[What you should do]
Only one stretch of the data below is needed. Output the lines from the one with "fn default() ->" up to and including the one with "let mut selector = Selector::default();", exactly as they stand.

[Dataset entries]
******************************

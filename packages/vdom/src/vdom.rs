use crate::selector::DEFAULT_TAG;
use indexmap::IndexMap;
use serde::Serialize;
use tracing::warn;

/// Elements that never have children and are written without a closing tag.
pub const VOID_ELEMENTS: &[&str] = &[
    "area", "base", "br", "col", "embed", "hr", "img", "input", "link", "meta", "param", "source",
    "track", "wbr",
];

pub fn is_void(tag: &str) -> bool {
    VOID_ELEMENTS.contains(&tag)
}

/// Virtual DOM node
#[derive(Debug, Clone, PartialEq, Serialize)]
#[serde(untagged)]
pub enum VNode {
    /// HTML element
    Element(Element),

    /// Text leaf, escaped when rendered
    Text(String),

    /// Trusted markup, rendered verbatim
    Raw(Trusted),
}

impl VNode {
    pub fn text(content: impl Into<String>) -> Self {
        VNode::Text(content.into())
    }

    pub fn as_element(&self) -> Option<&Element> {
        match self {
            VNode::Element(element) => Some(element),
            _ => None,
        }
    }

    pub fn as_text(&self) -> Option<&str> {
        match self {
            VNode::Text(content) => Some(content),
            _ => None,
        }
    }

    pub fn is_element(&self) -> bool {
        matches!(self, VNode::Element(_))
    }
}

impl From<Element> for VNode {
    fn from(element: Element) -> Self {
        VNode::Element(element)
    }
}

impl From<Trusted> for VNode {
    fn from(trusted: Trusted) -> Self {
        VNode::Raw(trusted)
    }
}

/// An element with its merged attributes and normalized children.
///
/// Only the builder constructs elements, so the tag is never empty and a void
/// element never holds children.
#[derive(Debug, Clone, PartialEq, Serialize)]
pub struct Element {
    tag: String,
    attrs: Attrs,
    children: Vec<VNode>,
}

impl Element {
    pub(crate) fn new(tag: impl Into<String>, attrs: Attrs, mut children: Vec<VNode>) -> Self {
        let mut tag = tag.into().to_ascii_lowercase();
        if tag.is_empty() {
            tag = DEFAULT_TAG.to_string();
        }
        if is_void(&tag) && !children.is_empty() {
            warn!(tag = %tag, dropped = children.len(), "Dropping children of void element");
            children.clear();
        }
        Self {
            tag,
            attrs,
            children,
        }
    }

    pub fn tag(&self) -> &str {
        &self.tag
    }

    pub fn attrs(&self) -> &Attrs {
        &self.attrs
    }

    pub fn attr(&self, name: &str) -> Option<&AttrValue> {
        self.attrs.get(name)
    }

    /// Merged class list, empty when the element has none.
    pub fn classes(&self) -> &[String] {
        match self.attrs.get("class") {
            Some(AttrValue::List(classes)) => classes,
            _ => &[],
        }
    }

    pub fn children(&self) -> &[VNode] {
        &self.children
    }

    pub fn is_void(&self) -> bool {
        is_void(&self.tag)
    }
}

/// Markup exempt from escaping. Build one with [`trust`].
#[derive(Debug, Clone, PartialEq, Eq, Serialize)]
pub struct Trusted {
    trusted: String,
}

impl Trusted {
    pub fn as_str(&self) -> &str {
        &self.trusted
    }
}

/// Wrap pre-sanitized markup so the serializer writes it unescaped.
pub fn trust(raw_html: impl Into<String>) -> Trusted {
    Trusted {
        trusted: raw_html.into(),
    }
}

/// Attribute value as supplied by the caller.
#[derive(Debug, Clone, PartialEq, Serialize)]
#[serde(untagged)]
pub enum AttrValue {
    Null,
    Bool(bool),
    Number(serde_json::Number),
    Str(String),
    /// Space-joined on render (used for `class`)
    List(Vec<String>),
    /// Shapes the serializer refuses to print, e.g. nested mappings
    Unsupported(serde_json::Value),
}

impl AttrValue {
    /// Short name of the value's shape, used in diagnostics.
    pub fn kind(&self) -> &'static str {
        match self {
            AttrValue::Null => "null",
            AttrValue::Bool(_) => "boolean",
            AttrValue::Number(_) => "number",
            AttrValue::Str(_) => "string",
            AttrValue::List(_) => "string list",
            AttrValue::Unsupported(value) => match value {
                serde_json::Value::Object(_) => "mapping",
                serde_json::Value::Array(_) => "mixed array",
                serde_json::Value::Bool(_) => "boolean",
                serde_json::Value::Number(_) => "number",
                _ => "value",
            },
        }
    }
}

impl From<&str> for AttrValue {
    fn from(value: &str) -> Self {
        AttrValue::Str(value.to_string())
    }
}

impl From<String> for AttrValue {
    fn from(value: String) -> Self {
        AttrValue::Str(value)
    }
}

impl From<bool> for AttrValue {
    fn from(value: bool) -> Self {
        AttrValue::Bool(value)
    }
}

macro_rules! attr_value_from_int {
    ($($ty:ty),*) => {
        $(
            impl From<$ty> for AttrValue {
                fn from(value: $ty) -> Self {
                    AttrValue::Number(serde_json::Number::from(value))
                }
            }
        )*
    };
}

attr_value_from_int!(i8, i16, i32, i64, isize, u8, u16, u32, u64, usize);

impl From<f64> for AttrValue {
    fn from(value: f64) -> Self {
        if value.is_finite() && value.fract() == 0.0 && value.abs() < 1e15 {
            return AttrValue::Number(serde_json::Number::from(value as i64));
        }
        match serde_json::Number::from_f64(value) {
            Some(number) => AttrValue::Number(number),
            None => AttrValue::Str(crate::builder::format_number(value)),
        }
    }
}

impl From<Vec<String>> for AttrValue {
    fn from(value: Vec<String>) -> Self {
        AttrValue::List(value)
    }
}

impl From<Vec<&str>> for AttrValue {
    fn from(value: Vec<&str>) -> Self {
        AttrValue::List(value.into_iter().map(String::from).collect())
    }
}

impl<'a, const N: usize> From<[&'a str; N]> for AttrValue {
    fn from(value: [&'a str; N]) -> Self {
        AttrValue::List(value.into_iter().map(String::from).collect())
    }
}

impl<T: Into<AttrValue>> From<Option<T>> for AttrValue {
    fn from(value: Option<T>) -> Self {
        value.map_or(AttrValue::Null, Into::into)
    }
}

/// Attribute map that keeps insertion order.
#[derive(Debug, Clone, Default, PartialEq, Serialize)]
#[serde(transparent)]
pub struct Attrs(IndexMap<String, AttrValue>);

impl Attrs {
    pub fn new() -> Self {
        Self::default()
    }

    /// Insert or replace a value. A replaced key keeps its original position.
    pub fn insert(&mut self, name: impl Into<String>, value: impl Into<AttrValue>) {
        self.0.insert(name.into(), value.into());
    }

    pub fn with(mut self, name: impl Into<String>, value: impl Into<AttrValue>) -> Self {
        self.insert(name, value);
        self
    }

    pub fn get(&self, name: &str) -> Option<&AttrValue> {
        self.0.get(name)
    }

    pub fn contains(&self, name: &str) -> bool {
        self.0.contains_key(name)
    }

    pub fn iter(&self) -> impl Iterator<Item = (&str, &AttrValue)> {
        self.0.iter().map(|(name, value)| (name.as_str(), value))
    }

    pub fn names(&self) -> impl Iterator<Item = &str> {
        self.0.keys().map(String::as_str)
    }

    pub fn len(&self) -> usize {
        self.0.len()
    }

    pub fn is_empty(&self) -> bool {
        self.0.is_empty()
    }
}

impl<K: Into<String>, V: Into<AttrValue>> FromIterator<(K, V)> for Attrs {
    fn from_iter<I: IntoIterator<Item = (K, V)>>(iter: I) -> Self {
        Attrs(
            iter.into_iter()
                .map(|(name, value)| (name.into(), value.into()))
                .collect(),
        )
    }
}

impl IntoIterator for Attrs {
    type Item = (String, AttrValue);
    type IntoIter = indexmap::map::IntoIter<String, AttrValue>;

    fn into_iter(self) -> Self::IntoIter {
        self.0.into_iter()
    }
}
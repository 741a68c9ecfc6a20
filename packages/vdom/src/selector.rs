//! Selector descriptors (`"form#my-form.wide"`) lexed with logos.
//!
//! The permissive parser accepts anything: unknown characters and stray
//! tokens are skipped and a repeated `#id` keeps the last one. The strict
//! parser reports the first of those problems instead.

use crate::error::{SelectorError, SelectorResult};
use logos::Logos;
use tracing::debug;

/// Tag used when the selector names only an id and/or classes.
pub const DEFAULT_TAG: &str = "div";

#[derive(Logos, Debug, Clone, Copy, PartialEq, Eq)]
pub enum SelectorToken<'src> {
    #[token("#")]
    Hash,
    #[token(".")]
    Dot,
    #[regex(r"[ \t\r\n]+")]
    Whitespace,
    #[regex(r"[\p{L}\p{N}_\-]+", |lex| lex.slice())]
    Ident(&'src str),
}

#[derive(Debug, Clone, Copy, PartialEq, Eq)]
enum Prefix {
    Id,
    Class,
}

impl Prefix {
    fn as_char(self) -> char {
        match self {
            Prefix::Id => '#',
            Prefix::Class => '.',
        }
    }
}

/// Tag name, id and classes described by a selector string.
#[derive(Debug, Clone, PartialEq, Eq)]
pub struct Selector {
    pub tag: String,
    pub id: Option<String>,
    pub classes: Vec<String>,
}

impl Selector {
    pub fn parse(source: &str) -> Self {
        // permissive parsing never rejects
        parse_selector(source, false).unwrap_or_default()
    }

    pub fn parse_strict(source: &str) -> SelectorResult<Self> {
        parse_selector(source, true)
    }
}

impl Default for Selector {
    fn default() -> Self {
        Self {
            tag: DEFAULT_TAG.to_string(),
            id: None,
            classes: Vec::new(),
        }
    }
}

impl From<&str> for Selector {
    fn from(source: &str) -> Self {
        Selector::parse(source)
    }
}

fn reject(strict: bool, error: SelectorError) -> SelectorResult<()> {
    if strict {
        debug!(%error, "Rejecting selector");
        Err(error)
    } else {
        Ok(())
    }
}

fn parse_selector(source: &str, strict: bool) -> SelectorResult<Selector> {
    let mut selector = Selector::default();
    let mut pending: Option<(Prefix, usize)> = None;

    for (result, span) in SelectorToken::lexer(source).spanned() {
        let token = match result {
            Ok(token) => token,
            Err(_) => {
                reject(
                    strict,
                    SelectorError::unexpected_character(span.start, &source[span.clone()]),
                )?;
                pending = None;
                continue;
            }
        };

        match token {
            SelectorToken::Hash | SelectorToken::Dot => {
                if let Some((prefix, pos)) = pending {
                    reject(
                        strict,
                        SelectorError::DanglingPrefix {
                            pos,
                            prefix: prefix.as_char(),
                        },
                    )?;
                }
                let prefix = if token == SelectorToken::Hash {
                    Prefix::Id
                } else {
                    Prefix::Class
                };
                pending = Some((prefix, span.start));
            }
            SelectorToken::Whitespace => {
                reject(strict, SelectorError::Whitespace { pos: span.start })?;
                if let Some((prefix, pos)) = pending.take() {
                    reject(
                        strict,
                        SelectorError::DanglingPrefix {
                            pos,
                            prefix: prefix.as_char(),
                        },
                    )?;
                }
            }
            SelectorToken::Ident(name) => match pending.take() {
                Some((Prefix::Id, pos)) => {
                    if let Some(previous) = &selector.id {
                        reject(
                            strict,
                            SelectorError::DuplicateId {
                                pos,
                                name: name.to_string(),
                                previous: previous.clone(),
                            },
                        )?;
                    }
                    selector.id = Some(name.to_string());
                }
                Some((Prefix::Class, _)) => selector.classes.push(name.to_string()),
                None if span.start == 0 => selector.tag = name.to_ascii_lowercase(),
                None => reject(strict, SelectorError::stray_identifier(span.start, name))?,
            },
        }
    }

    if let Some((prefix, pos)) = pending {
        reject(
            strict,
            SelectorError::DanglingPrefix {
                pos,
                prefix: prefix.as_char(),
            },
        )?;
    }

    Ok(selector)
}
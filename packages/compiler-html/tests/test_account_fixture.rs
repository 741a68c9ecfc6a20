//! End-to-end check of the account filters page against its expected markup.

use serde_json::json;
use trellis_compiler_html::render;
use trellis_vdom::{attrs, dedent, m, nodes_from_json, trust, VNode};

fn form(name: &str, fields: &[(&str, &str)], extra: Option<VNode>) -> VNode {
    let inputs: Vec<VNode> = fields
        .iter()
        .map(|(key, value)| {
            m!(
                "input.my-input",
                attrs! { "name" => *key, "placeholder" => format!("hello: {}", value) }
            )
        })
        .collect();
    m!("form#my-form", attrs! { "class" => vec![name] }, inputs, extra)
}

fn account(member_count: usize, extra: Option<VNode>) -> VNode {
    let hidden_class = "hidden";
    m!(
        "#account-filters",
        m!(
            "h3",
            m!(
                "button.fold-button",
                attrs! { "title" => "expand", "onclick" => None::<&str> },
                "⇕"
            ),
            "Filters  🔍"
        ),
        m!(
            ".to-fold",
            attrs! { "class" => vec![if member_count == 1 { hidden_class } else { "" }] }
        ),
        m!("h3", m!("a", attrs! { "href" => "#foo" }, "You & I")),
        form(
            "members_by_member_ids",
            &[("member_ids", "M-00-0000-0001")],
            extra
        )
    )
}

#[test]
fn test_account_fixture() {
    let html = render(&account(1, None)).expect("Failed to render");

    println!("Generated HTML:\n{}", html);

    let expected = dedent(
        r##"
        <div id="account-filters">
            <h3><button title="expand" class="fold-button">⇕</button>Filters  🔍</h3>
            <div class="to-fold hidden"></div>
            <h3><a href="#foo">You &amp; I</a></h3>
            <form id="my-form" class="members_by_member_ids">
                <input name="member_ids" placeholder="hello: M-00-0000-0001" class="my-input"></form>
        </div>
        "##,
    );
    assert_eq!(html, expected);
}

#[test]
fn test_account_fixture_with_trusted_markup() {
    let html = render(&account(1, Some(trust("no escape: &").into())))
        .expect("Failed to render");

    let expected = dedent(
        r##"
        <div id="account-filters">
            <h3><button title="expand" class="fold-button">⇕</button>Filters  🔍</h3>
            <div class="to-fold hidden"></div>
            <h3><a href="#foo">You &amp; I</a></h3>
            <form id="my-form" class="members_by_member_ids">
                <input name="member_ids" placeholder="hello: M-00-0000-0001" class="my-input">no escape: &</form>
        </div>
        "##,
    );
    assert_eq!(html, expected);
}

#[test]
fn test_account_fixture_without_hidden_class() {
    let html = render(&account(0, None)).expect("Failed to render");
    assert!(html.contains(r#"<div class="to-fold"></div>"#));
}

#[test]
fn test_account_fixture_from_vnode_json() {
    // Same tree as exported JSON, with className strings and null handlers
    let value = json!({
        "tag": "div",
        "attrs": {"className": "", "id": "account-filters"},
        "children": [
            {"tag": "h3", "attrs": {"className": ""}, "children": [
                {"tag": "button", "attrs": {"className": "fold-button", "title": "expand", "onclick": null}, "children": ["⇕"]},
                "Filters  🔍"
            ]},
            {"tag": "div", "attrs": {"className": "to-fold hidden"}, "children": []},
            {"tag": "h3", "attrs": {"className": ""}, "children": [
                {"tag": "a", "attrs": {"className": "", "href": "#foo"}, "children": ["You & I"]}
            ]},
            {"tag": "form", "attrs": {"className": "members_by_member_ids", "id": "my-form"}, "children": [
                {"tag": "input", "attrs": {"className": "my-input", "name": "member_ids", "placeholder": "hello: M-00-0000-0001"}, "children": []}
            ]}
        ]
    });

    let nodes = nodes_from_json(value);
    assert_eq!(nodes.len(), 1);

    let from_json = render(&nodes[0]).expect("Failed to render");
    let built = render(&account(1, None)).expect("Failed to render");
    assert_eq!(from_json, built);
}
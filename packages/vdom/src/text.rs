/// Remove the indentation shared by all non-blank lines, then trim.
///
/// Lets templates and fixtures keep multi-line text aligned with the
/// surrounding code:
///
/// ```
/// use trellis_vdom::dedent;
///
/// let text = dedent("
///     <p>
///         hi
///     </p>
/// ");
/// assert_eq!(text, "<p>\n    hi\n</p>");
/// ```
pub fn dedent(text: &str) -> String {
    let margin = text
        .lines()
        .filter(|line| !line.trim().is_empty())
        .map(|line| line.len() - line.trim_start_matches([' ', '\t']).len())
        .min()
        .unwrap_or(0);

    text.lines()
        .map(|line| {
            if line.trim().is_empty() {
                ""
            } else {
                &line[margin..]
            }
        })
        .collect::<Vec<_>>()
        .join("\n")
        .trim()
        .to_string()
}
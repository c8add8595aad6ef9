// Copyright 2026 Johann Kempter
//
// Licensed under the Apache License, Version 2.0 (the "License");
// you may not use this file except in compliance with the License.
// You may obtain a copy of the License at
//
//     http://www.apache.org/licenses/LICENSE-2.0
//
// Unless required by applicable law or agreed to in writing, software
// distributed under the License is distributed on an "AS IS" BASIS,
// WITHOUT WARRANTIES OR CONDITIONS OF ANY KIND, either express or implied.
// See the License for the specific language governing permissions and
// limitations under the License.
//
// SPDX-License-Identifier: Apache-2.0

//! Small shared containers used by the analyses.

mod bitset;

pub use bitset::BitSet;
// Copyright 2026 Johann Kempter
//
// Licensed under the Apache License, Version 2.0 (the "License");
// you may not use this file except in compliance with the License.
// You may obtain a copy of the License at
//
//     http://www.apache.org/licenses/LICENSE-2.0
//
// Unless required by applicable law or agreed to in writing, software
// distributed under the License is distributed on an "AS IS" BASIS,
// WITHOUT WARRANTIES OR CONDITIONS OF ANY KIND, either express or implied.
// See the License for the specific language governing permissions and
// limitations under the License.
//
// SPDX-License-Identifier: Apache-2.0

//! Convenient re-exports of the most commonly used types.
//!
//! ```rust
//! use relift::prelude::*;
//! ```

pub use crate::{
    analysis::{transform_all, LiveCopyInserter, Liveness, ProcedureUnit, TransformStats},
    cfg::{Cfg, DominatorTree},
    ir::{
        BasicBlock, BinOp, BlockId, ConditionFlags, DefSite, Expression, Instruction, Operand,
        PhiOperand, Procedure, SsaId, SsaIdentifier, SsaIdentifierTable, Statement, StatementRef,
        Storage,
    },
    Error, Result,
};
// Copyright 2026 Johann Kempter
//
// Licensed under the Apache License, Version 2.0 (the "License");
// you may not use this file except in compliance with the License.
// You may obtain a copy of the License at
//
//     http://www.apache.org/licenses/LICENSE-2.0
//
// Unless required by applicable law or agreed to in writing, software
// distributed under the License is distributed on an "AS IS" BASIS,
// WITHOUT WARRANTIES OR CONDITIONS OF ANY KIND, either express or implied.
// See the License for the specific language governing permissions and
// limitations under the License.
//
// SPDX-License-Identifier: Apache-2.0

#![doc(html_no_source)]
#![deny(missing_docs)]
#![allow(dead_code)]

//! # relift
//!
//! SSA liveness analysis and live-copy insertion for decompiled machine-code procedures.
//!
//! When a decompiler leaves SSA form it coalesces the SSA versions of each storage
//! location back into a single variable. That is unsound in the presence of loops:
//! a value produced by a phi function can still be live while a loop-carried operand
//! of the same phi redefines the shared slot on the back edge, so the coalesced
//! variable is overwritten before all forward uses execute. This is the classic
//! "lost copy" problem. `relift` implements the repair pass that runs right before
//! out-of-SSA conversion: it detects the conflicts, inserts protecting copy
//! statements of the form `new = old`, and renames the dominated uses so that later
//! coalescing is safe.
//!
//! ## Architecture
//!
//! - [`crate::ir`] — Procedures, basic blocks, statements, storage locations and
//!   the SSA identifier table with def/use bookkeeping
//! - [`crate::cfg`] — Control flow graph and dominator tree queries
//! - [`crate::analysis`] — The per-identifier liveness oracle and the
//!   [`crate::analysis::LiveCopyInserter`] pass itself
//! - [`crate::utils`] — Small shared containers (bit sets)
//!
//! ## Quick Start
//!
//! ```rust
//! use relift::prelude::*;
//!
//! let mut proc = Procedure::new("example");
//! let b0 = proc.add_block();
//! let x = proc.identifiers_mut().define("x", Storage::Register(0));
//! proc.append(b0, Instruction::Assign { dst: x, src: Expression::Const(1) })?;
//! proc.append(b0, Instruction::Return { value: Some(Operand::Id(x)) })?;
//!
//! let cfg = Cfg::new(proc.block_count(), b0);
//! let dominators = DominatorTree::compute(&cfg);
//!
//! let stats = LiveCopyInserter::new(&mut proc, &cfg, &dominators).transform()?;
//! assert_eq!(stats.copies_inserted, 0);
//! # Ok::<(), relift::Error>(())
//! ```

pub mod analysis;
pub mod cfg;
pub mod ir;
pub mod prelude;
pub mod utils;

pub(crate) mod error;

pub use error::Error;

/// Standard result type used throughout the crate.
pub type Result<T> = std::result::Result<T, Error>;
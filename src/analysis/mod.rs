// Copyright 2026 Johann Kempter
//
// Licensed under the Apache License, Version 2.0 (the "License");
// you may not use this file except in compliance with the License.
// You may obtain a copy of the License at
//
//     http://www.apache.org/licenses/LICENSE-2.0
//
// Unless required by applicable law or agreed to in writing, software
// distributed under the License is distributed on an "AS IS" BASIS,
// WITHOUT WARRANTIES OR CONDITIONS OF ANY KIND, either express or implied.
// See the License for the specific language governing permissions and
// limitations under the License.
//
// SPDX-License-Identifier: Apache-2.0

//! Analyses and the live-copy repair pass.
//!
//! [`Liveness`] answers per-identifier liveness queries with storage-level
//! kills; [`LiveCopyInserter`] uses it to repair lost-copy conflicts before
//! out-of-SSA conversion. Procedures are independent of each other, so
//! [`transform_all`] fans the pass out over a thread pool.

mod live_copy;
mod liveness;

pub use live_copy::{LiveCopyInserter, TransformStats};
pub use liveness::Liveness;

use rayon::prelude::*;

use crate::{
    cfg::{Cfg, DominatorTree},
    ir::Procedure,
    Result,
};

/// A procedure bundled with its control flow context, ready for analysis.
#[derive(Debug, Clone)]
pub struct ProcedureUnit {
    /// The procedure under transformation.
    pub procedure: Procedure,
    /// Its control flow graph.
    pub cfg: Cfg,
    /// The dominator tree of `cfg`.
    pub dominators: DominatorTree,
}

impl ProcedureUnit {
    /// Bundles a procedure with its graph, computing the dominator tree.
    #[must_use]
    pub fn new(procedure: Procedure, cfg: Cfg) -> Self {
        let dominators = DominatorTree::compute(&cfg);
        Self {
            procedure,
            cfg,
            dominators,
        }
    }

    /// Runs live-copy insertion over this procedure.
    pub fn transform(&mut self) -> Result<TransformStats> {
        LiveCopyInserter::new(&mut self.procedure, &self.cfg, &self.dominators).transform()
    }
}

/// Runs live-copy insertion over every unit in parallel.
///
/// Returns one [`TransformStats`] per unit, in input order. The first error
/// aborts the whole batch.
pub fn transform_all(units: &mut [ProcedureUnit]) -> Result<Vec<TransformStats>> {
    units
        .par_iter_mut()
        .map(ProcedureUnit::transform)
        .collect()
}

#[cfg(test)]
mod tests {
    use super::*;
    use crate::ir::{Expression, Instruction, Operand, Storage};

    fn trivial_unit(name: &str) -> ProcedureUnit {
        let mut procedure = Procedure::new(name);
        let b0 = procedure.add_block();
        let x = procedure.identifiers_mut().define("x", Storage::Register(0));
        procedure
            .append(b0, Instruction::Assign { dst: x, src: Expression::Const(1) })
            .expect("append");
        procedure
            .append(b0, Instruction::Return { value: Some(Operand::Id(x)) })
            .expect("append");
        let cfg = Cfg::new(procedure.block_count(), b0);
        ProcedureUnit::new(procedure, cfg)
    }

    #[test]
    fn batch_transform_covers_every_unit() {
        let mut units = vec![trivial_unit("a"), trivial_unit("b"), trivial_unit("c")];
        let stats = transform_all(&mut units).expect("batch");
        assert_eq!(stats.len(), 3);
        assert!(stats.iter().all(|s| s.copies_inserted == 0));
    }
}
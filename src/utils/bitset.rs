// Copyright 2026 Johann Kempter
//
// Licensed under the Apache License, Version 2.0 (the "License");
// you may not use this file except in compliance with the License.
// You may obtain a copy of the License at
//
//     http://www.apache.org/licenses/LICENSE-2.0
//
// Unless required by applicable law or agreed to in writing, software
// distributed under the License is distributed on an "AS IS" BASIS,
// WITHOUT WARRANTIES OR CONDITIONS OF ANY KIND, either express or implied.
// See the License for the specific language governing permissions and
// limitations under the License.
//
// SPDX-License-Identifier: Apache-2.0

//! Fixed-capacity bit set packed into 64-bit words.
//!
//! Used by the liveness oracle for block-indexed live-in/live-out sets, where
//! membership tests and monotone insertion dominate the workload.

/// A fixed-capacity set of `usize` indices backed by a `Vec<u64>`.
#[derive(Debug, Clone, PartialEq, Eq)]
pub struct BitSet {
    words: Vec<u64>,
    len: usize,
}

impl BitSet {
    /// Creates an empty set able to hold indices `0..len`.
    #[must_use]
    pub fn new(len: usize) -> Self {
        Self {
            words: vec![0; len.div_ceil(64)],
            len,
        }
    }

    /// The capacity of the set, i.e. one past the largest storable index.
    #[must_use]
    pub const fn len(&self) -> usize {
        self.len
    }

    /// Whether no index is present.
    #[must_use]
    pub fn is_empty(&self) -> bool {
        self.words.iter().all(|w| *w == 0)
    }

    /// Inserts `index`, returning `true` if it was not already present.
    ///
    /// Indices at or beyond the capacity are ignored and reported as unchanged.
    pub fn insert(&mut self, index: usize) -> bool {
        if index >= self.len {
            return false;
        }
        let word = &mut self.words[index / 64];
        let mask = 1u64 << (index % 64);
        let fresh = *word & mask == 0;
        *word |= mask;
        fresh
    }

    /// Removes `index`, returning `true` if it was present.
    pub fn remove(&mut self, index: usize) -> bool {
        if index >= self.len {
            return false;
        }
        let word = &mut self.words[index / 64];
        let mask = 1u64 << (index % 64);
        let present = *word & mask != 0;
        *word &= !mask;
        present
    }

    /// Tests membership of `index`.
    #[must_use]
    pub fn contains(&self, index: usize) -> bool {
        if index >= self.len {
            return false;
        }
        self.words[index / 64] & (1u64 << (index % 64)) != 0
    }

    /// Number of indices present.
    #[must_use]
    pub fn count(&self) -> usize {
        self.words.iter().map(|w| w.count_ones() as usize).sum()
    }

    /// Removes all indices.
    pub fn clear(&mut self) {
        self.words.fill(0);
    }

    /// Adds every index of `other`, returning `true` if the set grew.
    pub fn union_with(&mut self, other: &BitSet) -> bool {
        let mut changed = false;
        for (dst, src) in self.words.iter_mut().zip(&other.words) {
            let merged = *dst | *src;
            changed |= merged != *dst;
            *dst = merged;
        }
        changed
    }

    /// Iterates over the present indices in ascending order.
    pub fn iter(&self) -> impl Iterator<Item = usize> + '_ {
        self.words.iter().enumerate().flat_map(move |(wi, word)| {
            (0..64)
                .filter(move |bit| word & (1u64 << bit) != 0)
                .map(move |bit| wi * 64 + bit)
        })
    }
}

******************************

[Result of the task]
    fn default() -> Self {
        Self {
            tag: DEFAULT_TAG.to_string(),
            id: None,
            classes: Vec::new(),
        }
    }
}

impl From<&str> for Selector {
    fn from(source: &str) -> Self {
        Selector::parse(source)
    }
}

fn reject(strict: bool, error: SelectorError) -> SelectorResult<()> {
    if strict {
        debug!(%error, "Rejecting selector");
        Err(error)
    } else {
        Ok(())
    }
}

fn parse_selector(source: &str, strict: bool) -> SelectorResult<Selector> {
    let mut selector = Selector::default();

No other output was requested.